• WHO chief says ‘work is not over’
• Dutch hospital quarantines 12 staffers after patient handled without protocols
• Italian man with symptoms hospitalised

EINDHOVEN: The last two evacuation planes carrying passengers and crew from the hantavirus-hit ship MV Hondius landed in the Netherlands on Tuesday.

Travelling in the two planes were 28 evacuees from the ship, according to the Dutch foreign ministry, including passengers, crew, and medical staff.

The first plane to land was transporting six former guests of the Hondius, four from Australia, one from New Zealand, and one British person who lives in Australia.

These six are expected to stay in a quarantine facility close to the airport before being repatriated towards Australia.

The other plane was carrying 19 crew members, one British doctor and two epidemiologists (one from the World Health Organisation and one from the European Centre for Disease Prevention and Control).

The cruise ship hit by a deadly hantavirus outbreak headed to the Netherlands on Tuesday after its last passengers disembarked in Spain’s Canary Islands, with at least seven of the evacuees testing positive for the virus.

Three people died after the rare virus that usually spreads among rodents was detected on board the MV Hondius, sparking a global health scare.

Among living patients, seven cases have been confirmed and an eighth is listed as “probable”, according to the WHO, the UN health body and certain national health authorities.

French officials said one woman who tested positive was in stable condition in ICU.

No vaccines or specific treatments exist for the virus, but health officials have said the risk to the public is low and dismissed comparisons to the Covid-19 pandemic.

WHO chief Tedros Adhanom Ghebreyesus said “our work is not over” to contain hantavirus.

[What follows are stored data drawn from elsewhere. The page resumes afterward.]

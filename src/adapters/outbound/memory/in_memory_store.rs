use super::fixture::{MeasureRecord, MetricRecord, SnapshotRecord, StoreFixture};
use crate::component_tree::domain::{
    Component, ComponentTreeQuery, ComponentWithSnapshotId, Measure, Metric, MetricValueType,
    PeriodSlot, Snapshot, SortField,
};
use crate::ports::outbound::{
    ComponentRepository, MeasureRepository, MetricRepository, SnapshotRepository, TreeStore,
};
use crate::shared::Result;
use std::cell::Cell;
use std::cmp::Ordering;
use std::collections::{HashMap, HashSet, VecDeque};
use std::rc::Rc;

/// Indexed content of a fixture, shared by every session
#[derive(Debug)]
struct StoreData {
    components: Vec<Component>,
    index_by_id: HashMap<i64, usize>,
    children_by_parent: HashMap<i64, Vec<i64>>,
    last_snapshots: HashMap<i64, Snapshot>,
    metrics: Vec<Metric>,
    measures: Vec<Measure>,
}

/// InMemoryStore adapter serving a store fixture
///
/// Implements the TreeStore port. Sessions share the fixture data and
/// the store counts the sessions currently open.
#[derive(Debug, Clone)]
pub struct InMemoryStore {
    data: Rc<StoreData>,
    open_sessions: Rc<Cell<usize>>,
}

impl InMemoryStore {
    /// Indexes a fixture
    ///
    /// # Errors
    /// Returns an error if records are duplicated, reference unknown
    /// components, or carry invalid values
    pub fn new(fixture: StoreFixture) -> Result<Self> {
        let mut components = Vec::with_capacity(fixture.components.len());
        let mut index_by_id = HashMap::new();
        let mut children_by_parent: HashMap<i64, Vec<i64>> = HashMap::new();
        let mut uuids = HashSet::new();
        let mut keys = HashSet::new();

        for record in fixture.components {
            if index_by_id.contains_key(&record.id) {
                anyhow::bail!("Duplicate component id {} in store fixture", record.id);
            }
            if !uuids.insert(record.uuid.clone()) {
                anyhow::bail!(
                    "Duplicate component uuid '{}' in store fixture",
                    record.uuid
                );
            }
            if !keys.insert(record.key.clone()) {
                anyhow::bail!("Duplicate component key '{}' in store fixture", record.key);
            }

            let mut component = Component::new(
                record.id,
                record.uuid,
                record.key,
                record.name,
                record.qualifier,
            )?;
            if let Some(long_name) = record.long_name {
                component = component.with_long_name(long_name);
            }
            if let Some(path) = record.path {
                component = component.with_path(path);
            }
            if let Some(project_uuid) = record.project_uuid {
                component = component.with_project_uuid(project_uuid);
            }
            if let Some(copy_id) = record.copy_component_id {
                component = component.with_copy_component_id(copy_id);
            }
            if let Some(parent_id) = record.parent_id {
                children_by_parent
                    .entry(parent_id)
                    .or_default()
                    .push(record.id);
            }

            index_by_id.insert(component.id(), components.len());
            components.push(component);
        }

        if let Some(orphan) = children_by_parent
            .keys()
            .find(|id| !index_by_id.contains_key(id))
        {
            anyhow::bail!(
                "Store fixture references unknown parent component {}",
                orphan
            );
        }

        let last_snapshots = Self::index_last_snapshots(fixture.snapshots, &index_by_id)?;
        let metrics = fixture
            .metrics
            .into_iter()
            .map(Self::to_metric)
            .collect::<Result<Vec<_>>>()?;
        let measures = Self::to_measures(fixture.measures, &metrics)?;

        Ok(Self {
            data: Rc::new(StoreData {
                components,
                index_by_id,
                children_by_parent,
                last_snapshots,
                metrics,
                measures,
            }),
            open_sessions: Rc::new(Cell::new(0)),
        })
    }

    /// Number of sessions not yet released
    pub fn open_sessions(&self) -> usize {
        self.open_sessions.get()
    }

    /// Keeps the last snapshot of each component, highest id winning
    fn index_last_snapshots(
        records: Vec<SnapshotRecord>,
        index_by_id: &HashMap<i64, usize>,
    ) -> Result<HashMap<i64, Snapshot>> {
        let mut last_snapshots: HashMap<i64, Snapshot> = HashMap::new();
        let mut snapshot_ids = HashSet::new();

        for record in records {
            if !snapshot_ids.insert(record.id) {
                anyhow::bail!("Duplicate snapshot id {} in store fixture", record.id);
            }
            if !index_by_id.contains_key(&record.component_id) {
                anyhow::bail!(
                    "Snapshot {} references unknown component {}",
                    record.id,
                    record.component_id
                );
            }
            if !record.last {
                continue;
            }

            let mut snapshot = Snapshot::new(record.id, record.component_id, record.qualifier);
            for period in record.periods {
                let mut slot = PeriodSlot::new();
                if let Some(mode) = period.mode {
                    slot = slot.with_mode(mode);
                }
                if let Some(parameter) = period.parameter {
                    slot = slot.with_parameter(parameter);
                }
                if let Some(date) = period.date {
                    slot = slot.with_date(date);
                }
                snapshot = snapshot.with_period(period.index, slot)?;
            }

            let newer = last_snapshots
                .get(&record.component_id)
                .is_none_or(|current| current.id() < snapshot.id());
            if newer {
                last_snapshots.insert(record.component_id, snapshot);
            }
        }

        Ok(last_snapshots)
    }

    fn to_metric(record: MetricRecord) -> Result<Metric> {
        let value_type: MetricValueType = record.value_type.parse()?;
        let metric = Metric::new(record.id, record.key, record.name, value_type)?;
        Ok(match record.best_value {
            Some(best_value) => metric.with_best_value(best_value, record.optimized_best_value),
            None => metric,
        })
    }

    fn to_measures(records: Vec<MeasureRecord>, metrics: &[Metric]) -> Result<Vec<Measure>> {
        let keys_by_id: HashMap<i32, &str> = metrics.iter().map(|m| (m.id(), m.key())).collect();

        records
            .into_iter()
            .map(|record| {
                let key = keys_by_id.get(&record.metric_id).ok_or_else(|| {
                    anyhow::anyhow!(
                        "Measure of snapshot {} references unknown metric {}",
                        record.snapshot_id,
                        record.metric_id
                    )
                })?;
                let mut measure =
                    Measure::new(record.metric_id, *key).with_snapshot_id(record.snapshot_id);
                if let Some(value) = record.value {
                    measure = measure.with_value(value);
                }
                if let Some(data) = record.data {
                    measure = measure.with_data(data);
                }
                for (index, variation) in record.variations {
                    measure.set_variation(index, variation)?;
                }
                Ok(measure)
            })
            .collect()
    }
}

impl TreeStore for InMemoryStore {
    type Session = InMemorySession;

    fn open_session(&self) -> Result<InMemorySession> {
        self.open_sessions.set(self.open_sessions.get() + 1);
        Ok(InMemorySession {
            data: Rc::clone(&self.data),
            open_sessions: Rc::clone(&self.open_sessions),
        })
    }
}

/// Session on an InMemoryStore, released when dropped
#[derive(Debug)]
pub struct InMemorySession {
    data: Rc<StoreData>,
    open_sessions: Rc<Cell<usize>>,
}

impl Drop for InMemorySession {
    fn drop(&mut self) {
        let open = self.open_sessions.get();
        self.open_sessions.set(open.saturating_sub(1));
    }
}

impl InMemorySession {
    fn component(&self, id: i64) -> Option<&Component> {
        self.data
            .index_by_id
            .get(&id)
            .map(|&index| &self.data.components[index])
    }

    fn children_ids(&self, id: i64) -> &[i64] {
        self.data
            .children_by_parent
            .get(&id)
            .map(Vec::as_slice)
            .unwrap_or(&[])
    }

    fn base_component_id(query: &ComponentTreeQuery) -> i64 {
        query.base_snapshot().component_id()
    }

    /// Descendants of a component, breadth first
    fn descendant_ids(&self, id: i64) -> Vec<i64> {
        let mut visited = HashSet::from([id]);
        let mut queue: VecDeque<i64> = self.children_ids(id).iter().copied().collect();
        let mut descendants = Vec::new();

        while let Some(current) = queue.pop_front() {
            if !visited.insert(current) {
                continue;
            }
            descendants.push(current);
            queue.extend(self.children_ids(current).iter().copied());
        }

        descendants
    }

    /// Candidates matching the query filters, each with its last snapshot
    fn matching(&self, ids: &[i64], query: &ComponentTreeQuery) -> Vec<ComponentWithSnapshotId> {
        let search = query.name_or_key_query().map(str::to_lowercase);

        ids.iter()
            .filter_map(|&id| {
                let component = self.component(id)?;
                let snapshot = self.data.last_snapshots.get(&id)?;
                Some(ComponentWithSnapshotId::new(
                    component.clone(),
                    snapshot.id(),
                ))
            })
            .filter(|c| {
                query
                    .qualifiers()
                    .is_none_or(|qualifiers| qualifiers.iter().any(|q| q == c.qualifier()))
            })
            .filter(|c| {
                search.as_deref().is_none_or(|search| {
                    c.name().to_lowercase().contains(search)
                        || c.component().key().to_lowercase().contains(search)
                })
            })
            .collect()
    }

    fn sorted_page(
        &self,
        mut components: Vec<ComponentWithSnapshotId>,
        query: &ComponentTreeQuery,
    ) -> Vec<ComponentWithSnapshotId> {
        components.sort_by(|a, b| {
            query
                .sort_fields()
                .iter()
                .map(|field| compare_field(*field, a.component(), b.component(), query.asc()))
                .find(|ordering| ordering.is_ne())
                .unwrap_or(Ordering::Equal)
                .then_with(|| a.component().id().cmp(&b.component().id()))
        });

        components
            .into_iter()
            .skip(query.offset())
            .take(query.page_size())
            .collect()
    }
}

/// Column ordering; absent values go last in both directions
fn compare_field(field: SortField, a: &Component, b: &Component, asc: bool) -> Ordering {
    let (left, right) = match field {
        SortField::Name => (Some(a.name()), Some(b.name())),
        SortField::Path => (a.path(), b.path()),
        SortField::Qualifier => (Some(a.qualifier()), Some(b.qualifier())),
        SortField::Metric => return Ordering::Equal,
    };

    match (left, right) {
        (Some(l), Some(r)) => {
            let ordering = l.to_lowercase().cmp(&r.to_lowercase());
            if asc {
                ordering
            } else {
                ordering.reverse()
            }
        }
        (Some(_), None) => Ordering::Less,
        (None, Some(_)) => Ordering::Greater,
        (None, None) => Ordering::Equal,
    }
}

impl ComponentRepository for InMemorySession {
    fn select_by_uuid(&self, uuid: &str) -> Result<Option<Component>> {
        let components = &self.data.components;
        Ok(components.iter().find(|c| c.uuid() == uuid).cloned())
    }

    fn select_by_key(&self, key: &str) -> Result<Option<Component>> {
        let components = &self.data.components;
        Ok(components.iter().find(|c| c.key() == key).cloned())
    }

    fn select_by_ids(&self, ids: &[i64]) -> Result<Vec<Component>> {
        let components = ids.iter().filter_map(|&id| self.component(id).cloned());
        Ok(components.collect())
    }

    fn select_direct_children(
        &self,
        query: &ComponentTreeQuery,
    ) -> Result<Vec<ComponentWithSnapshotId>> {
        let ids = self.children_ids(Self::base_component_id(query)).to_vec();
        Ok(self.sorted_page(self.matching(&ids, query), query))
    }

    fn count_direct_children(&self, query: &ComponentTreeQuery) -> Result<usize> {
        let ids = self.children_ids(Self::base_component_id(query)).to_vec();
        Ok(self.matching(&ids, query).len())
    }

    fn select_all_children(
        &self,
        query: &ComponentTreeQuery,
    ) -> Result<Vec<ComponentWithSnapshotId>> {
        let ids = self.descendant_ids(Self::base_component_id(query));
        Ok(self.sorted_page(self.matching(&ids, query), query))
    }

    fn count_all_children(&self, query: &ComponentTreeQuery) -> Result<usize> {
        let ids = self.descendant_ids(Self::base_component_id(query));
        Ok(self.matching(&ids, query).len())
    }
}

impl SnapshotRepository for InMemorySession {
    fn select_last_snapshot_by_component_id(&self, component_id: i64) -> Result<Option<Snapshot>> {
        Ok(self.data.last_snapshots.get(&component_id).cloned())
    }
}

impl MetricRepository for InMemorySession {
    fn select_by_keys(&self, keys: &[String]) -> Result<Vec<Metric>> {
        Ok(keys
            .iter()
            .filter_map(|key| self.data.metrics.iter().find(|m| m.key() == key))
            .fold(Vec::new(), |mut metrics, metric| {
                if !metrics.iter().any(|m: &Metric| m.id() == metric.id()) {
                    metrics.push(metric.clone());
                }
                metrics
            }))
    }
}

impl MeasureRepository for InMemorySession {
    fn select_by_snapshot_ids_and_metric_ids(
        &self,
        snapshot_ids: &[i64],
        metric_ids: &[i32],
    ) -> Result<Vec<Measure>> {
        let snapshot_ids: HashSet<i64> = snapshot_ids.iter().copied().collect();
        let metric_ids: HashSet<i32> = metric_ids.iter().copied().collect();

        Ok(self
            .data
            .measures
            .iter()
            .filter(|m| m.snapshot_id().is_some_and(|id| snapshot_ids.contains(&id)))
            .filter(|m| metric_ids.contains(&m.metric_id()))
            .cloned()
            .collect())
    }
}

“There is no sign that we are seeing the start of a larger outbreak,” Tedros told a joint news conference with Spanish Prime Minister Pedro Sanchez in Madrid after overseeing the evacuation in Spain’s Canary Islands.

“But of course the situation could change, and given the long incubation period of the virus, it’s possible we might see more cases in the coming weeks,” Tedros said of the Andes variant, which is transmissible between humans.

Dutch hospital quarantines 12

A Dutch hospital has quarantined 12 staff members in a preventive measure after blood and urine from a hantavirus patient were handled without observing strict protocols.

They will be quarantined for six weeks, the Radboudumc hospital in the city of Nijmegen said, adding that the infection risk was very low and patient care continued uninterrupted.

Italian hospitalised

An Italian man with suspected hantavirus is being transferred to Rome’s Spallanzani infectious disease hospital for testing, ANSA news agency reported on Tuesday.

The 25-year-old from the southern region of Calabria had been placed in quarantine after travelling on a Dutch KLM flight alongside a woman who later died from a hantavirus infection, ANSA added.

Meanwhile, French health minister Stephanie Rist said on Tuesday some things about the hantavirus that struck the MV Hondius cruise ship were not known, including whether it has mutated, although officials were “rather reassured”. “There are things ... we do not know about this virus,” Rist told the National Assembly.

“We do not yet have the complete sequencing of the virus which allows us to say with certainty today, even if we are rather reassured to date, we do not have the certainty to say that this virus has not yet mutated.”